Penn State football in spotlight for the wrong reasons again
By Zac Voynow
Former Penn State football team doctor Scott Lynch is suing Penn State University. The Nittany Lions are in the spotlight, in a bad way, again.
Dr. Scott A. Lynch has filed lawsuits against Penn State University, and Penn State head coach James Franklin. Lynch claimed that Franklin “pressured” him into rushing athletes back onto the football field before they were entirely healed.
Lynch also claimed that Franklin, “Tried to influence his decisions regarding whether hurt players were fit to play.”

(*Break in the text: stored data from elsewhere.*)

impl MethodColumns {
    fn from_snapshot(snapshot: Option<&PaymentMethodSnapshot>) -> Self {
        let Some(snapshot) = snapshot else {
            return MethodColumns::default();
        };
        let mut columns = MethodColumns {
            method: Some(snapshot.kind().as_str().to_string()),
            ..MethodColumns::default()
        };
        match snapshot {
            PaymentMethodSnapshot::Bank(bank) => {
                columns.account_name = Some(bank.account_name.clone());
                columns.account_number = Some(bank.account_number.clone());
                columns.bank_name = Some(bank.bank_name.clone());
                columns.bank_code = bank.bank_code.clone();
            }
            PaymentMethodSnapshot::PayPal(paypal) => {
                columns.paypal_email = Some(paypal.email.clone());
            }
            PaymentMethodSnapshot::MobileMoney(mobile) => {
                columns.phone = Some(mobile.phone.clone());
                columns.provider = Some(mobile.provider.clone());
            }
        }
        columns
    }

    /// Build the snapshot the columns describe, `None` when `method` is empty
    fn into_snapshot(self) -> Result<Option<PaymentMethodSnapshot>, String> {
        let Some(method) = non_empty(self.method) else {
            return Ok(None);
        };
        let kind = PaymentMethodKind::parse(&method)
            .ok_or_else(|| format!("Invalid payment method '{}'", method))?;

        let snapshot = match kind {
            PaymentMethodKind::Bank => PaymentMethodSnapshot::Bank(BankDestination {
                account_name: required(self.account_name, kind, "account_name")?,
                account_number: required(self.account_number, kind, "account_number")?,
                bank_name: required(self.bank_name, kind, "bank_name")?,
                bank_code: non_empty(self.bank_code),
            }),
            PaymentMethodKind::PayPal => PaymentMethodSnapshot::PayPal(PayPalDestination {
                email: required(self.paypal_email, kind, "paypal_email")?,
            }),
            PaymentMethodKind::MobileMoney => {
                PaymentMethodSnapshot::MobileMoney(MobileMoneyDestination {
                    phone: required(self.phone, kind, "phone")?,
                    provider: required(self.provider, kind, "provider")?,
                })
            }
        };
        Ok(Some(snapshot))
    }
}

fn non_empty(value: Option<String>) -> Option<String> {
    value
        .map(|v| v.trim().to_string())
        .filter(|v| !v.is_empty())
}

fn required(value: Option<String>, kind: PaymentMethodKind, column: &str) -> Result<String, String> {
    non_empty(value).ok_or_else(|| format!("{} payment method requires '{}'", kind, column))
}

fn parse_amount(value: &str, column: &str) -> Result<Decimal, String> {
    Decimal::from_str(value.trim()).map_err(|_| format!("Invalid {} '{}'", column, value))
}

fn parse_timestamp(value: &str, column: &str) -> Result<DateTime<Utc>, String> {
    DateTime::parse_from_rfc3339(value.trim())
        .map(|dt| dt.with_timezone(&Utc))
        .map_err(|_| format!("Invalid {} '{}'", column, value))
}

/// Two-decimal rendering for listings and stats
fn format_money(amount: Decimal) -> String {
    format!("{:.2}", amount)
}

/// Amount exactly as stored, for ledger snapshots and export sheets
fn exact_money(amount: Decimal) -> String {
    amount.to_string()
}

fn format_timestamp(ts: DateTime<Utc>) -> String {
    ts.to_rfc3339_opts(SecondsFormat::AutoSi, true)
}

/// Convert a LedgerCsvRecord to a PayoutRequest
///
/// # Arguments
///
/// * `record` - The deserialized ledger row
///
/// # Returns
///
/// Result containing either:
/// - Ok(PayoutRequest) - Successfully converted record
/// - Err(String) - Error message describing the conversion failure
pub fn convert_ledger_record(record: LedgerCsvRecord) -> Result<PayoutRequest, String> {
    let status = PayoutStatus::from_str(&record.status)
        .map_err(|_| format!("Invalid status '{}' for request {}", record.status, record.id))?;
    if !(1..=12).contains(&record.month) {
        return Err(format!(
            "Invalid month {} for request {}",
            record.month, record.id
        ));
    }

    let solo_amount = parse_amount(&record.solo_amount, "solo_amount")?;
    let collab_amount = parse_amount(&record.collab_amount, "collab_amount")?;
    let created_at = parse_timestamp(&record.created_at, "created_at")?;

    let mut request = PayoutRequest::new(
        record.id,
        record.beneficiary_id,
        solo_amount,
        collab_amount,
        Period::new(record.month, record.year),
        created_at,
    )
    .with_status(status);

    if let Some(total) = non_empty(record.total_amount) {
        request.total_amount = parse_amount(&total, "total_amount")?;
    }
    if let Some(updated) = non_empty(record.updated_at) {
        request.updated_at = parse_timestamp(&updated, "updated_at")?;
    }

    request.payout_details = MethodColumns {
        method: record.method,
        account_name: record.account_name,
        account_number: record.account_number,
        bank_name: record.bank_name,
        bank_code: record.bank_code,
        paypal_email: record.paypal_email,
        phone: record.phone,
        provider: record.provider,
    }
    .into_snapshot()
    .map_err(|e| format!("{} for request {}", e, record.id))?;

    Ok(request)
}

/// Convert a PayoutRequest back to its ledger row
pub fn ledger_record(request: &PayoutRequest) -> LedgerCsvRecord {
    let columns = MethodColumns::from_snapshot(request.payout_details.as_ref());
    LedgerCsvRecord {
        id: request.id,
        beneficiary_id: request.beneficiary_id,
        total_amount: Some(exact_money(request.total_amount)),
        solo_amount: exact_money(request.solo_amount),
        collab_amount: exact_money(request.collab_amount),
        status: request.status.to_string(),
        month: request.period.month,
        year: request.period.year,
        created_at: format_timestamp(request.created_at),
        updated_at: Some(format_timestamp(request.updated_at)),
        method: columns.method,
        account_name: columns.account_name,
        account_number: columns.account_number,
        bank_name: columns.bank_name,
        bank_code: columns.bank_code,
        paypal_email: columns.paypal_email,
        phone: columns.phone,
        provider: columns.provider,
    }
}

/// Convert a DirectoryCsvRecord to a Beneficiary
pub fn convert_directory_record(record: DirectoryCsvRecord) -> Result<Beneficiary, String> {
    let default_method = MethodColumns {
        method: record.method,
        account_name: record.account_name,
        account_number: record.account_number,
        bank_name: record.bank_name,
        bank_code: record.bank_code,
        paypal_email: record.paypal_email,
        phone: record.phone,
        provider: record.provider,
    }
    .into_snapshot()
    .map_err(|e| format!("{} for beneficiary {}", e, record.beneficiary_id))?;

    Ok(Beneficiary {
        id: record.beneficiary_id,
        name: record.name,
        email: record.email,
        default_method,
    })
}

/// Convert a ReportCsvRecord to a ReportRow
///
/// # Errors
///
/// - `ImportRowMismatch` if the id is not a valid request id
/// - `ParseError` if the reported outcome is unknown
pub fn convert_report_record(line: u64, record: ReportCsvRecord) -> Result<ReportRow, PayoutError> {
    let request_id = record
        .request_id
        .trim()
        .parse::<RequestId>()
        .map_err(|_| PayoutError::import_row_mismatch(line, record.request_id.trim()))?;

    let outcome = ReportedOutcome::parse(&record.status).ok_or_else(|| {
        PayoutError::parse_error(
            Some(line),
            &format!("unknown reported outcome '{}'", record.status.trim()),
        )
    })?;

    Ok(ReportRow {
        line,
        request_id,
        outcome,
    })
}

/// Names of required report columns missing from a header row
pub fn missing_report_columns<'a, I>(headers: I) -> Vec<&'static str>
where
    I: IntoIterator<Item = &'a str>,
{
    let present: Vec<String> = headers
        .into_iter()
        .map(|h| h.trim().to_lowercase())
        .collect();
    REPORT_REQUIRED_COLUMNS
        .into_iter()
        .filter(|column| !present.iter().any(|h| h == column))
        .collect()
}

/// Write a ledger snapshot
///
/// # Arguments
///
/// * `requests` - Records in ledger order
/// * `output` - Mutable reference to a writer for outputting CSV
pub fn write_ledger_csv(requests: &[PayoutRequest], output: &mut dyn Write) -> Result<(), PayoutError> {
    let mut writer = Writer::from_writer(output);
    for request in requests {
        writer.serialize(ledger_record(request))?;
    }
    writer.flush()?;
    Ok(())
}

fn resolution_columns(resolution: &Resolution) -> [String; 2] {
    match resolution {
        Resolution::Resolved { method, source } => [
            method.kind().to_string(),
            match source {
                MethodSource::RequestDetails => "request".to_string(),
                MethodSource::DirectoryDefault => "directory".to_string(),
            },
        ],
        Resolution::Unresolved => ["unresolved".to_string(), String::new()],
    }
}

/// Write a request-level stage listing
pub fn write_requests_csv(
    requests: &[AnnotatedRequest],
    output: &mut dyn Write,
) -> Result<(), PayoutError> {
    let mut writer = Writer::from_writer(output);
    writer.write_record([
        "id",
        "beneficiary_id",
        "status",
        "period",
        "total_amount",
        "solo_amount",
        "collab_amount",
        "payment_method",
        "method_source",
    ])?;

    for annotated in requests {
        let request = &annotated.request;
        let [method, source] = resolution_columns(&annotated.payment_method);
        writer.write_record(&[
            request.id.to_string(),
            request
                .beneficiary_id
                .map(|id| id.to_string())
                .unwrap_or_default(),
            request.status.to_string(),
            request.period.to_string(),
            format_money(request.total_amount),
            format_money(request.solo_amount),
            format_money(request.collab_amount),
            method,
            source,
        ])?;
    }

    writer.flush()?;
    Ok(())
}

Lynch was recently removed as the orthopedic surgeon for the Penn State football program, as well as the director of athletic medicine for the university. He filed several complaints regarding Franklin to higher ups in the university, and he believes that’s the reasoning for his recent dismissal.
James Franklin isn’t the only defendant in this lawsuit.
Penn State Athletic Director Sandy Barbour, Senior Associate Athletic Director Charmelle Green, Chairman of orthopedics and rehabilitations Dr. Kevin P. Black, and the Penn State Milton S. Hershey Medical Center are all also being targeted.
Lynch claims that his termination is unlawful due to the Pennsylvania Whistleblower Law. He claims his dismissal also breaks the rules of the NCAA and the Big Ten conference. Penn State University Health responded to Lynch’s claims in a statement regarding the allegations, “The best interests of the student-athletes in mind, given the increasing complexity and growing demands of sports medicine, as well as health care in general.”
Penn State should know more than any other school that covering up any form of rule breaking is intolerable and unethical. This isn’t the behavior the NCAA had in mind when they nearly gave the Penn State football program severe sanctions several years ago in the wake of the Jerry Sandusky scandal. The NCAA gave Penn State the penalty in order to “restore the tradition of academics first, football second.”
Whether Dr. Lynch’s claims prove to be true will only come with time. But for now, Penn State is in the wrong side of the spotlight — again.